EXERCISE
For each line below, write it out exactly as it appears.

SUPPLIED RECORDS
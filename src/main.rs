mod api;
mod cli;
mod config;
mod error;
mod updater;

#[cfg(test)]
mod tests;

use api::CloudflareClient;
use cli::Args;
use log::{error, warn};
use std::process::ExitCode;

#[tokio::main(flavor = "current_thread")]
async fn main() -> ExitCode {
    // Initialize logging
    env_logger::Builder::from_env(env_logger::Env::default().default_filter_or("info")).init();

    let args = match Args::parse_from_env() {
        Ok(args) => args,
        Err(e) => {
            let code = cli::parse_error_exit_code(&e);
            let _ = e.print();
            if code != 0 {
                println!("{}", cli::usage());
            }
            return ExitCode::from(code);
        }
    };
    if !args.rest.is_empty() {
        warn!("Ignoring positional arguments: {:?}", args.rest);
    }

    match updater::run(&args, |config| {
        CloudflareClient::new(&config.api_token, &config.api_url)
    })
    .await
    {
        Ok(_) => ExitCode::SUCCESS,
        Err(e) => {
            error!("{}", e);
            if e.is_missing_parameters() {
                println!("Missing required parameters.");
                println!("Usage:");
                println!("{}", cli::usage());
                println!("All parameters are required.");
            }
            ExitCode::from(e.exit_code())
        }
    }
}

TASK ANSWER
filename src/main.rs
mod api;
mod cli;
mod config;
mod error;
mod updater;

#[cfg(test)]
mod tests;

use api::CloudflareClient;
use cli::Args;
use log::{error, warn};
use std::process::ExitCode;

#[tokio::main(flavor = "current_thread")]
async fn main() -> ExitCode {
    // Initialize logging
    env_logger::Builder::from_env(env_logger::Env::default().default_filter_or("info")).init();

    let args = match Args::parse_from_env() {
        Ok(args) => args,
        Err(e) => {
            let code = cli::parse_error_exit_code(&e);
            let _ = e.print();
            if code != 0 {
                println!("{}", cli::usage());
            }
            return ExitCode::from(code);
        }
    };
    if !args.rest.is_empty() {
        warn!("Ignoring positional arguments: {:?}", args.rest);
    }

    match updater::run(&args, |config| {
        CloudflareClient::new(&config.api_token, &config.api_url)
    })
    .await
    {
        Ok(_) => ExitCode::SUCCESS,
        Err(e) => {
            error!("{}", e);
            if e.is_missing_parameters() {
                println!("Missing required parameters.");
                println!("Usage:");
                println!("{}", cli::usage());
                println!("All parameters are required.");
            }
            ExitCode::from(e.exit_code())
        }
    }
}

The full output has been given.